struct ParseRun<'a> {
    registry: &'a Registry,
    options: &'a ParseOptions,
    config_dir: PathBuf,
    payload: Payload,
    /// file → index into `todo` (== index into `payload.config`)
    included: HashMap<PathBuf, usize>,
    todo: Vec<(PathBuf, Vec<String>)>,
}

impl ParseRun<'_> {
    fn parse_one(&mut self, path: PathBuf, ctx: &[String]) -> Result<()> {
        let mut report = ConfigFile::new(path.clone());
        match CharStream::open(&path) {
            Ok(stream) => {
                let mut lexer = Lexer::new(stream, self.registry);
                match self.parse_context(&mut report, &mut lexer, ctx, false) {
                    Ok(parsed) => report.parsed = parsed,
                    // lexer-class errors cannot be resumed mid-file
                    Err(e) => self.record(&mut report, e)?,
                }
            }
            Err(e) => self.record(&mut report, e)?,
        }
        self.payload.config.push(report);
        Ok(())
    }

    /// Record the error on both the file report and the payload, or raise it
    /// when `catch_errors` is off.
    fn record(&mut self, report: &mut ConfigFile, err: ParseError) -> Result<()> {
        if !self.options.catch_errors {
            return Err(err);
        }
        let message = err.to_string();
        report.status = Status::Failed;
        report.errors.push(ConfigError {
            line: err.line,
            error: message.clone(),
        });
        self.payload.status = Status::Failed;
        self.payload.errors.push(PayloadError {
            file: err.file.clone(),
            line: err.line,
            error: message,
            callback: self.options.on_error.map(|hook| hook(&err)),
        });
        Ok(())
    }

    /// Collect directives until the stream ends or the enclosing block
    /// closes. With `consume` on, tokens are discarded instead (used to skip
    /// ignored or orphaned sub-trees).
    fn parse_context(
        &mut self,
        report: &mut ConfigFile,
        lexer: &mut Lexer<'_>,
        ctx: &[String],
        consume: bool,
    ) -> Result<Vec<Directive>> {
        let fname = report.file.clone();
        let mut parsed = Vec::new();

        while let Some(token) = lexer.next_token()? {
            // the enclosing block is closing
            if token.text == "}" && !token.quoted {
                break;
            }

            if consume {
                if token.text == "{" && !token.quoted {
                    self.parse_context(report, lexer, ctx, true)?;
                }
                continue;
            }

            if token.text.starts_with('#') && !token.quoted {
                if self.options.comments {
                    let mut comment = Directive::comment(&token.text[1..], token.line);
                    if self.options.combine {
                        comment.file = Some(fname.clone());
                    }
                    parsed.push(comment);
                }
                continue;
            }

            let mut stmt = Directive::new(token.text, token.line);
            if self.options.combine {
                stmt.file = Some(fname.clone());
            }

            // gather arguments up to the statement terminator; comments found
            // among them are re-attached after the statement
            let mut comments_in_args = Vec::new();
            let term = loop {
                let Some(arg) = lexer.next_token()? else {
                    return Err(ParseError::new(
                        ErrorKind::UnexpectedEndOfFile("\";\" or \"}\"".to_string()),
                        fname.clone(),
                        Some(stmt.line),
                    ));
                };
                if arg.is_terminal() {
                    break arg;
                }
                if arg.text.starts_with('#') && !arg.quoted {
                    if self.options.comments {
                        comments_in_args.push(arg.text[1..].to_string());
                    }
                    continue;
                }
                stmt.args.push(arg.text);
            };

            if self.options.ignore.iter().any(|d| *d == stmt.directive) {
                if term.text == "{" {
                    self.parse_context(report, lexer, ctx, true)?;
                }
                continue;
            }

            if stmt.directive == "if" {
                prepare_if_args(&mut stmt);
            }

            if let Err(e) = analyze(
                &fname,
                &stmt,
                &term.text,
                ctx,
                self.registry,
                self.options.strict,
                self.options.check_ctx,
                self.options.check_args,
            ) {
                let resync_block = e.is_terminator_error();
                self.record(report, e)?;
                if resync_block {
                    // the directive opened a block it should not have;
                    // consume it to get back in sync
                    if term.text != "}" {
                        self.parse_context(report, lexer, ctx, true)?;
                    } else {
                        break;
                    }
                }
                continue;
            }

            if stmt.directive == "include" && !self.options.single_file {
                self.enqueue_include(report, &mut stmt, ctx)?;
            }

            if term.text == "{" {
                let inner_ctx = enter_block_ctx(&stmt, ctx);
                stmt.block = Some(self.parse_context(report, lexer, &inner_ctx, false)?);
            }

            let line = stmt.line;
            parsed.push(stmt);
            for comment in comments_in_args {
                let mut comment = Directive::comment(comment, line);
                if self.options.combine {
                    comment.file = Some(fname.clone());
                }
                parsed.push(comment);
            }
        }

        Ok(parsed)
    }

    /// Resolve the include pattern, queue unseen files, and point the
    /// statement at every resolved payload index.
    fn enqueue_include(
        &mut self,
        report: &mut ConfigFile,
        stmt: &mut Directive,
        ctx: &[String],
    ) -> Result<()> {
        let pattern = match stmt.first_arg() {
            Some(p) => p.to_string(),
            None => return Ok(()),
        };
        let pattern_path = Path::new(&pattern);
        let resolved = if pattern_path.is_absolute() {
            pattern_path.to_path_buf()
        } else {
            self.config_dir.join(pattern_path)
        };

        stmt.includes = Some(Vec::new());

        let matches = if has_glob_magic(&pattern) {
            match glob::glob(&resolved.to_string_lossy()) {
                Ok(paths) => {
                    let mut found: Vec<PathBuf> = paths.filter_map(|p| p.ok()).collect();
                    found.sort();
                    found
                }
                Err(e) => {
                    let err = ParseError::new(
                        ErrorKind::Io(format!(
                            "invalid glob pattern \"{}\": {}",
                            resolved.display(),
                            e
                        )),
                        report.file.clone(),
                        Some(stmt.line),
                    );
                    self.record(report, err)?;
                    return Ok(());
                }
            }
        } else {
            // explicit includes must exist
            match File::open(&resolved) {
                Ok(_) => vec![resolved],
                Err(e) => {
                    let err = ParseError::io(&resolved, &e)
                        .in_file(report.file.clone())
                        .with_line(stmt.line);
                    self.record(report, err)?;
                    return Ok(());
                }
            }
        };

        for path in matches {
            let index = match self.included.get(&path) {
                Some(index) => *index,
                None => {
                    let index = self.todo.len();
                    self.included.insert(path.clone(), index);
                    self.todo.push((path, ctx.to_vec()));
                    index
                }
            };
            if let Some(includes) = &mut stmt.includes {
                includes.push(index);
            }
        }
        Ok(())
    }
}
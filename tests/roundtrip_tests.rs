mod common;

use common::{assert_trees_match, fixture};
use ngx_config::{build, parse_file, BuildOptions, Directive, ParseOptions, Registry, Status};
use std::path::Path;

fn reparse(text: &str, registry: &Registry, options: &ParseOptions) -> Vec<Directive> {
    let dir = tempfile::tempdir().expect("tempdir");
    let path = dir.path().join("nginx.conf");
    std::fs::write(&path, text).expect("write");
    let payload = parse_file(&path, registry, options).expect("parse");
    assert_eq!(payload.status, Status::Ok, "reparse failed: {text}");
    payload.config.into_iter().next().unwrap().parsed
}

fn assert_round_trip(source: &Path, options: &ParseOptions) {
    let registry = Registry::standard();
    let payload = parse_file(source, &registry, options).expect("parse");
    assert_eq!(payload.status, Status::Ok);
    let original = &payload.config[0].parsed;

    let built = build(original, &registry, &BuildOptions::default());
    let reparsed = reparse(&built, &registry, options);
    assert_trees_match(original, &reparsed);

    // building the reparsed tree again must be byte-identical
    let rebuilt = build(&reparsed, &registry, &BuildOptions::default());
    assert_eq!(built, rebuilt);
}

#[test]
fn simple_config_round_trips() {
    assert_round_trip(&fixture("simple/nginx.conf"), &ParseOptions::default());
}

#[test]
fn messy_config_round_trips() {
    assert_round_trip(&fixture("messy/nginx.conf"), &ParseOptions::default());
}

#[test]
fn comments_round_trip() {
    let options = ParseOptions {
        comments: true,
        ..Default::default()
    };
    assert_round_trip(&fixture("comments/nginx.conf"), &options);
}

#[test]
fn lua_blocks_round_trip() {
    assert_round_trip(&fixture("lua/nginx.conf"), &ParseOptions::default());
}

#[test]
fn enquoted_arguments_survive_reparsing() {
    let registry = Registry::new();
    let options = ParseOptions {
        check_ctx: false,
        check_args: false,
        ..Default::default()
    };

    for arg in [
        "plain",
        "has space",
        "semi;colon",
        "open{brace",
        "close}brace",
        "quo\"ted",
        "it's",
        "${host}",
        "pre${host}post",
        "",
        "a=b,c:d",
        "$variable",
    ] {
        let tree = vec![Directive::new("set", 1).with_args(["$check", arg])];
        let built = build(&tree, &registry, &BuildOptions::default());
        let reparsed = reparse(&built, &registry, &options);
        assert_eq!(
            reparsed[0].args[1], arg,
            "argument {arg:?} did not survive build + reparse (built as {built:?})"
        );
    }
}

#[test]
fn directive_with_breaking_name_round_trips() {
    let registry = Registry::new();
    let options = ParseOptions {
        check_ctx: false,
        check_args: false,
        ..Default::default()
    };
    let tree = vec![Directive::new("strange name", 1).with_args(["x"])];
    let built = build(&tree, &registry, &BuildOptions::default());
    assert_eq!(built, "'strange name' x;");
    let reparsed = reparse(&built, &registry, &options);
    assert_eq!(reparsed[0].directive, "strange name");
}
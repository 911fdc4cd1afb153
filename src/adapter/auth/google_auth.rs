//! Google OAuth2 Authentication
//!
//! Google Sheets API用のアクセストークン取得

use anyhow::{Context, Result};
use serde::Deserialize;
use std::path::Path;

const DEFAULT_TOKEN_URI: &str = "https://oauth2.googleapis.com/token";

/// authorized-user形式のトークンJSON
///
/// Google OAuthフローで保存される `token.json` と同じ形式
#[derive(Debug, Clone, Deserialize)]
pub struct AuthorizedUserToken {
    pub client_id: String,
    pub client_secret: String,
    pub refresh_token: String,
    #[serde(default)]
    pub token_uri: Option<String>,
}

impl AuthorizedUserToken {
    /// トークンJSONファイルを読み込む
    pub fn from_file(path: &Path) -> Result<Self> {
        let content = std::fs::read_to_string(path)
            .with_context(|| format!("Failed to read token file: {}", path.display()))?;
        let token: Self =
            serde_json::from_str(&content).context("Failed to parse authorized user token JSON")?;
        Ok(token)
    }

    fn token_uri(&self) -> &str {
        self.token_uri.as_deref().unwrap_or(DEFAULT_TOKEN_URI)
    }
}

#[derive(Debug, Deserialize)]
struct TokenResponse {
    access_token: String,
}

/// refresh_tokenグラントでアクセストークンを取得する
pub async fn fetch_access_token(
    http: &reqwest::Client,
    credentials: &AuthorizedUserToken,
) -> Result<String> {
    let params = [
        ("client_id", credentials.client_id.as_str()),
        ("client_secret", credentials.client_secret.as_str()),
        ("refresh_token", credentials.refresh_token.as_str()),
        ("grant_type", "refresh_token"),
    ];

    let response = http
        .post(credentials.token_uri())
        .form(&params)
        .send()
        .await
        .context("Failed to reach Google token endpoint")?;

    let status = response.status();
    if !status.is_success() {
        let body = response.text().await.unwrap_or_default();
        anyhow::bail!("Token refresh failed ({}): {}", status, body);
    }

    let token: TokenResponse = response
        .json()
        .await
        .context("Failed to parse token response")?;

    Ok(token.access_token)
}
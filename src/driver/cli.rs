//! CLI Argument Parsing
//!
//! CLIの引数解析

use clap::{Parser, Subcommand};

/// LuzSombra向けフィールドデータ自動化ツール
#[derive(Parser, Debug, Clone)]
#[command(name = "agrosync")]
#[command(about = "Field-data automation toolkit for LuzSombra", long_about = None)]
pub struct Args {
    /// Env file with credentials and connection settings
    #[arg(short, long, default_value = "./.env.local")]
    pub env_file: String,

    #[command(subcommand)]
    pub command: Command,
}

#[derive(Subcommand, Debug, Clone)]
pub enum Command {
    /// Upload a folder of plant photos to the LuzSombra backend
    UploadPhotos {
        /// Directory containing the photos (jpg/jpeg/png)
        #[arg(long)]
        dir: String,

        /// Optional JSON file mapping file names to plant ids
        #[arg(long)]
        mapping: Option<String>,

        /// Dry run mode - don't actually upload
        #[arg(long)]
        dry_run: bool,
    },

    /// Catalog existing SQL Server table structures (read-only)
    CatalogSchemas {
        /// Output directory for the Markdown/JSON catalog
        #[arg(long, default_value = ".")]
        output_dir: String,
    },

    /// Generate hierarchy INSERT scripts from the Data-campo sheet
    GenerateInserts {
        /// Output directory for the generated .sql files
        #[arg(long, default_value = "generated")]
        output_dir: String,

        /// Maximum number of lot inserts per file
        #[arg(long, default_value_t = 500)]
        lot_batch_size: usize,

        /// Sheet (tab) to read
        #[arg(long, default_value = "Data-campo")]
        sheet: String,

        /// Dry run mode - build the hierarchy and print stats only
        #[arg(long)]
        dry_run: bool,
    },

    /// Print the structure of the Data-campo sheet
    ExploreSheet {
        /// Sheet (tab) to read
        #[arg(long, default_value = "Data-campo")]
        sheet: String,
    },
}

#[cfg(test)]
mod tests {
    use super::*;

    #[test]
    fn test_args_default_env_file() {
        let args = Args::parse_from(["agrosync", "explore-sheet"]);
        assert_eq!(args.env_file, "./.env.local");
        assert!(matches!(args.command, Command::ExploreSheet { .. }));
    }

    #[test]
    fn test_args_upload_photos() {
        let args = Args::parse_from(["agrosync", "upload-photos", "--dir", "./fotos", "--dry-run"]);

        match args.command {
            Command::UploadPhotos { dir, mapping, dry_run } => {
                assert_eq!(dir, "./fotos");
                assert!(mapping.is_none());
                assert!(dry_run);
            }
            _ => panic!("expected upload-photos"),
        }
    }

    #[test]
    fn test_args_upload_photos_with_mapping() {
        let args = Args::parse_from([
            "agrosync",
            "upload-photos",
            "--dir",
            "./fotos",
            "--mapping",
            "mapeo.json",
        ]);

        match args.command {
            Command::UploadPhotos { mapping, .. } => {
                assert_eq!(mapping.as_deref(), Some("mapeo.json"));
            }
            _ => panic!("expected upload-photos"),
        }
    }

    #[test]
    fn test_args_generate_inserts_defaults() {
        let args = Args::parse_from(["agrosync", "generate-inserts"]);

        match args.command {
            Command::GenerateInserts {
                output_dir,
                lot_batch_size,
                sheet,
                dry_run,
            } => {
                assert_eq!(output_dir, "generated");
                assert_eq!(lot_batch_size, 500);
                assert_eq!(sheet, "Data-campo");
                assert!(!dry_run);
            }
            _ => panic!("expected generate-inserts"),
        }
    }

    #[test]
    fn test_args_generate_inserts_custom_batch() {
        let args = Args::parse_from(["agrosync", "generate-inserts", "--lot-batch-size", "100"]);

        match args.command {
            Command::GenerateInserts { lot_batch_size, .. } => {
                assert_eq!(lot_batch_size, 100);
            }
            _ => panic!("expected generate-inserts"),
        }
    }

    #[test]
    fn test_args_catalog_schemas_output_dir() {
        let args = Args::parse_from(["agrosync", "catalog-schemas", "--output-dir", "docs"]);

        match args.command {
            Command::CatalogSchemas { output_dir } => {
                assert_eq!(output_dir, "docs");
            }
            _ => panic!("expected catalog-schemas"),
        }
    }

    #[test]
    fn test_args_custom_env_file() {
        let args = Args::parse_from(["agrosync", "-e", "/otro/.env", "explore-sheet"]);
        assert_eq!(args.env_file, "/otro/.env");
    }
}
//! # Catalog Schemas Use Case
//!
//! 既存テーブルの構造を読み取りカタログを生成するユースケース

use std::sync::Arc;

use anyhow::Result;
use log::warn;

use crate::domain::entities::table_schema::{CatalogEntry, TableRef};
use crate::domain::repositories::schema_repository::SchemaRepository;

/// カタログ対象のテーブル一覧（スキーマ, テーブル, 用途）
///
/// 既存システムのテーブル構成に合わせた固定リスト
pub const CATALOG_TABLES: &[(&str, &str, &str)] = &[
    ("MAST", "USERS", "USUARIO"),
    ("MAST", "ORIGIN", "PAIS"),
    ("GROWER", "GROWERS", "EMPRESA"),
    ("GROWER", "FARMS", "FUNDO"),
    ("GROWER", "STAGE", "SECTOR"),
    ("GROWER", "LOT", "LOTE"),
    ("GROWER", "PLANTATION", "UNION PLANTAS"),
    ("GROWER", "PLANT", "PLANTAS POR LOTE"),
    ("GROWER", "VARIETY", "VARIEDAD"),
    ("PPP", "ESTADOFENOLOGICO", "ESTADO_FENOLOGICO"),
    ("PPP", "GRUPOFENOLOGICO", "GRUPO_FENOLOGICO"),
    ("GROWER", "CAMPAIGN", "CAMPAÑA"),
];

/// スキーマカタログ生成ユースケース
///
/// テーブルごとに構造を読み取り、失敗したテーブルは
/// 「見つからない」エントリとして記録して処理を続行する
pub struct CatalogSchemasUseCase<R: SchemaRepository> {
    schema_repository: Arc<R>,
}

impl<R: SchemaRepository> CatalogSchemasUseCase<R> {
    /// 新しいユースケースを作成
    pub fn new(schema_repository: Arc<R>) -> Self {
        Self { schema_repository }
    }

    /// 全対象テーブルのカタログエントリを収集する
    pub async fn execute(&self) -> Result<Vec<CatalogEntry>> {
        let mut entries = Vec::with_capacity(CATALOG_TABLES.len());

        for (schema, name, description) in CATALOG_TABLES {
            let table = TableRef::new(schema, name);
            print!("Checking {}... ", table);

            let entry = match self.describe(&table).await {
                Ok(Some(table_schema)) => {
                    let row_count = table_schema
                        .row_count
                        .map(|c| c.to_string())
                        .unwrap_or_else(|| "N/A".to_string());
                    println!(
                        "✓ ({} columns, {} rows)",
                        table_schema.columns.len(),
                        row_count
                    );
                    CatalogEntry {
                        table,
                        description: description.to_string(),
                        schema: Some(table_schema),
                    }
                }
                Ok(None) => {
                    println!("⚠ not found");
                    CatalogEntry {
                        table,
                        description: description.to_string(),
                        schema: None,
                    }
                }
                Err(e) => {
                    println!("✗ error");
                    warn!("Failed to describe {}: {:#}", table, e);
                    CatalogEntry {
                        table,
                        description: description.to_string(),
                        schema: None,
                    }
                }
            };

            entries.push(entry);
        }

        Ok(entries)
    }

    async fn describe(
        &self,
        table: &TableRef,
    ) -> Result<Option<crate::domain::entities::table_schema::TableSchema>> {
        if !self.schema_repository.table_exists(table).await? {
            return Ok(None);
        }
        let schema = self.schema_repository.describe_table(table).await?;
        Ok(Some(schema))
    }
}

#[cfg(test)]
mod tests {
    use super::*;
    use async_trait::async_trait;
    use std::collections::HashSet;

    use crate::domain::entities::table_schema::TableSchema;

    struct MockSchemaRepository {
        existing: HashSet<String>,
        fail_describe: HashSet<String>,
    }

    impl MockSchemaRepository {
        fn with_tables(names: &[&str]) -> Self {
            Self {
                existing: names.iter().map(|n| n.to_string()).collect(),
                fail_describe: HashSet::new(),
            }
        }
    }

    fn empty_schema() -> TableSchema {
        TableSchema {
            columns: vec![],
            primary_keys: vec![],
            foreign_keys: vec![],
            indexes: vec![],
            row_count: Some(0),
        }
    }

    #[async_trait]
    impl SchemaRepository for MockSchemaRepository {
        async fn table_exists(&self, table: &TableRef) -> Result<bool> {
            Ok(self.existing.contains(&table.to_string()))
        }

        async fn describe_table(&self, table: &TableRef) -> Result<TableSchema> {
            if self.fail_describe.contains(&table.to_string()) {
                anyhow::bail!("permission denied");
            }
            Ok(empty_schema())
        }
    }

    #[tokio::test]
    async fn test_execute_covers_all_catalog_tables() {
        let repo = Arc::new(MockSchemaRepository::with_tables(&["GROWER.FARMS"]));
        let use_case = CatalogSchemasUseCase::new(repo);

        let entries = use_case.execute().await.unwrap();

        assert_eq!(entries.len(), CATALOG_TABLES.len());
        let farms = entries
            .iter()
            .find(|e| e.table.to_string() == "GROWER.FARMS")
            .unwrap();
        assert!(farms.schema.is_some());
        assert_eq!(farms.description, "FUNDO");
    }

    #[tokio::test]
    async fn test_execute_missing_table_recorded_as_none() {
        let repo = Arc::new(MockSchemaRepository::with_tables(&[]));
        let use_case = CatalogSchemasUseCase::new(repo);

        let entries = use_case.execute().await.unwrap();

        assert!(entries.iter().all(|e| e.schema.is_none()));
    }

    #[tokio::test]
    async fn test_execute_describe_failure_does_not_abort() {
        let mut repo = MockSchemaRepository::with_tables(&["GROWER.FARMS", "GROWER.LOT"]);
        repo.fail_describe.insert("GROWER.FARMS".to_string());
        let use_case = CatalogSchemasUseCase::new(Arc::new(repo));

        let entries = use_case.execute().await.unwrap();

        let farms = entries
            .iter()
            .find(|e| e.table.to_string() == "GROWER.FARMS")
            .unwrap();
        assert!(farms.schema.is_none());

        let lot = entries
            .iter()
            .find(|e| e.table.to_string() == "GROWER.LOT")
            .unwrap();
        assert!(lot.schema.is_some());
    }
}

ABOUT THIS TASK: Within the entries above, find every line where the string "LOTE" occurs, and copy it.

RESPONSE:
    ("GROWER", "LOT", "LOTE"),
    ("GROWER", "PLANT", "PLANTAS POR LOTE"),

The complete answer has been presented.